Im Gegensatz zu James Cook's Route anno 1772-1775 ist die Kartenlage zum Ring of Kerry heutzutage sehr gut, was leider auch bedeutet, dass es dort keine neuen Landmassen, Kulturen oder Rohstoffe zu entdecken gibt. Wir waren schon sehr stolz, als wir – getrieben vom Harndrang – an einer der wenigen Haltebuchten hielten und ein Schild fanden, versehen mit dem Hinweis »Holy Well« und einem Pfeil hinein in den Wald. Wir folgten dem Pfeil und fanden einen erstaunlich ausgetreteten Trampelpfad, einen geradezu deutsch anmutenden Wirtschaftsweg und schliesslich ein verrostetes Gatter. Es liess sich nach oben hin hochklappen, ähnlich diesen selten gewordenen Bahnschranken mit darunter hängendem Drahtzaun. Einige Rostflocken rieselten zu Boden und wir betraten den Zugang zur »heiligen Quelle«.

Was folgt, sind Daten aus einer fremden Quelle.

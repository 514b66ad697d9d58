use chrono::{Local, NaiveDate};

/// Source of the current calendar date.
///
/// Everything in the core takes `today` as a parameter; only the command
/// layer asks a clock for it.
pub trait Clock {
    fn today(&self) -> NaiveDate;
}

/// The local calendar date of the machine.
#[derive(Debug, Clone, Copy, Default)]
pub struct SystemClock;

impl Clock for SystemClock {
    fn today(&self) -> NaiveDate {
        Local::now().date_naive()
    }
}

/// A clock pinned to one date, for replays and tests.
#[derive(Debug, Clone, Copy)]
pub struct FixedClock(pub NaiveDate);

impl Clock for FixedClock {
    fn today(&self) -> NaiveDate {
        self.0
    }
}
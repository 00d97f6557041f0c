//! HTTP transport adapters.

mod reqwest_client;

pub use reqwest_client::ReqwestHttpClient;
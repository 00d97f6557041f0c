//! Glue between a comments loader and the presenter.
//!
//! The adapter exclusively owns the presenter. In-flight loads hold only a
//! weak handle to the adapter, so releasing it silences every pending
//! completion.

use std::sync::Arc;

use tokio::task::JoinHandle;

use crate::domain::ports::ImageCommentsLoader;
use crate::domain::spawn_load;
use crate::presentation::ImageCommentsPresenter;

/// Routes reload requests through a loader and back into the presenter.
pub struct ImageCommentsPresentationAdapter {
    loader: Arc<dyn ImageCommentsLoader>,
    presenter: ImageCommentsPresenter,
}

impl ImageCommentsPresentationAdapter {
    /// Build an adapter owning `presenter`.
    pub fn new(loader: Arc<dyn ImageCommentsLoader>, presenter: ImageCommentsPresenter) -> Self {
        Self { loader, presenter }
    }

    /// Start one load cycle.
    ///
    /// Signals the start to the presenter immediately, then forwards the
    /// load outcome once it arrives, provided the adapter is still alive.
    /// Each call issues an independent load.
    ///
    /// # Panics
    ///
    /// Panics when called outside a tokio runtime.
    pub fn did_request_comments_reload(self: &Arc<Self>) -> JoinHandle<()> {
        self.presenter.did_start_loading_comments();

        spawn_load(
            Arc::clone(&self.loader),
            Arc::downgrade(self),
            |adapter: &Self, result| match result {
                Ok(comments) => adapter.presenter.did_finish_loading_comments(comments),
                Err(error) => adapter
                    .presenter
                    .did_finish_loading_comments_with_error(&error),
            },
        )
    }
}
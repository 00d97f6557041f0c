//! Bundled string tables for presentation copy.
//!
//! Tables ship as JSON resources compiled into the crate, one file per
//! locale and table. They are parsed once on first lookup.

use std::collections::BTreeMap;
use std::sync::OnceLock;

use tracing::warn;

use crate::domain::ports::Localizer;

/// Locale used when the requested locale has no bundled tables.
pub const DEFAULT_LOCALE: &str = "en";

/// Raw bundled resources as `(locale, table, json)`.
const BUNDLED_TABLES: &[(&str, &str, &str)] = &[
    (
        "en",
        "ImageComments",
        include_str!("../../resources/localization/en/ImageComments.json"),
    ),
    (
        "pt-BR",
        "ImageComments",
        include_str!("../../resources/localization/pt-BR/ImageComments.json"),
    ),
];

type StringTable = BTreeMap<String, String>;
/// String tables of one locale, keyed by table name.
type LocaleTables = BTreeMap<&'static str, StringTable>;

fn bundled_tables() -> &'static BTreeMap<&'static str, LocaleTables> {
    static TABLES: OnceLock<BTreeMap<&'static str, LocaleTables>> = OnceLock::new();
    TABLES.get_or_init(|| {
        let mut tables: BTreeMap<&'static str, LocaleTables> = BTreeMap::new();
        for &(locale, table, raw) in BUNDLED_TABLES {
            match serde_json::from_str::<StringTable>(raw) {
                Ok(strings) => {
                    tables.entry(locale).or_default().insert(table, strings);
                }
                Err(error) => {
                    warn!(locale, table, error = %error, "skipping malformed string table");
                }
            }
        }
        tables
    })
}

/// Return the locales that ship at least one string table.
pub fn bundled_locales() -> Vec<&'static str> {
    bundled_tables().keys().copied().collect()
}

/// [`Localizer`] backed by the string tables compiled into this crate.
#[derive(Debug, Clone, PartialEq, Eq)]
pub struct BundledLocalizer {
    locale: String,
}

impl BundledLocalizer {
    /// Build a localizer for `locale`, falling back to [`DEFAULT_LOCALE`]
    /// for lookups the locale does not cover.
    pub fn new(locale: impl Into<String>) -> Self {
        Self {
            locale: locale.into(),
        }
    }

    fn lookup(locale: &str, key: &str, table: &str) -> Option<String> {
        bundled_tables()
            .get(locale)?
            .get(table)?
            .get(key)
            .cloned()
    }
}

impl Default for BundledLocalizer {
    fn default() -> Self {
        Self::new(DEFAULT_LOCALE)
    }
}

impl Localizer for BundledLocalizer {
    fn localized(&self, key: &str, table: &str) -> String {
        Self::lookup(&self.locale, key, table)
            .or_else(|| Self::lookup(DEFAULT_LOCALE, key, table))
            .unwrap_or_else(|| key.to_owned())
    }
}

Zugegeben, ein wenig enttäuscht waren wir, als wir feststellen mussten, dass die örtliche1 christliche Pfadfindergruppe die Quelle und den Weg dorthin frisch mit neuen, sehr ordentlichen, Holzgeländern ausgestattet hatte, auf dass sich niemand die Haxen breche. Beim heiligen Born angekommen, überkam uns – allesamt Ungläubige vor dem Herrn – doch ein Gefühl, wie es Forster und Cook auf ihrer Weltumseglung manches Mal erlebt haben könnten. Wir konnten die Spuren anderer Menschen sehen, die hier augenscheinlich Devotionalien – kleine Figuren, Widmungen und Holzperlenketten – eines uns unverständlichen Kults hinterlassen hatten. Wir wussten auch nicht so recht, über welche Kräfte diese offenbar hoch geschätzte Quelle verfügen sollte. Verhalf sie zu ewigem Leben? Linderte sie Haarausfall? Wenn ja, wie wendete man ihre Kräfte an? Durch Trinken, Finger eintauchen, Gebetsformeln sprechen...? Wir entschieden uns für einen Mittelweg – tauchten unsere Hände ein und berührten diese dann halbherzig mit der Zunge. Das sah vermutlich einigermassen merkwürdig aus und schmeckte noch nach dem Salz der im zurückgelassenen Fahrzeug vertilgten Crisps.

Eine ähnliches Begegnung sollten wir einige Wochen später noch einmal haben, als wir den Fairy Tree nahe den Mahon Falls (County Waterford) sahen – ein weiteres Naturobjekt, das mit rituellen Gegenständen (CDs, Duftbäumchen, Rosenkränze, Freunschaftsbänder...) behangen worden war, ohne dass wir hätten ahnen können, welchem Zweck dies gedient haben möge.

Nächstes Mal wieder: Georg Forsters »Reise um die Welt«. Oder der Rest vom Ring of Kerry, einschliesslich unserer Begegnung mit einem ehemaligen Radsportler, der nun eine 800 Jahre alte Kirchenruine bewacht und Touristen einen Kurzabriss der Gesamtgeschichte Irlands und Europas gibt.

1 Was heisst hier örtlich? In 20km Umkreis dürfte höchstens eine kleine Halbruine gestanden haben.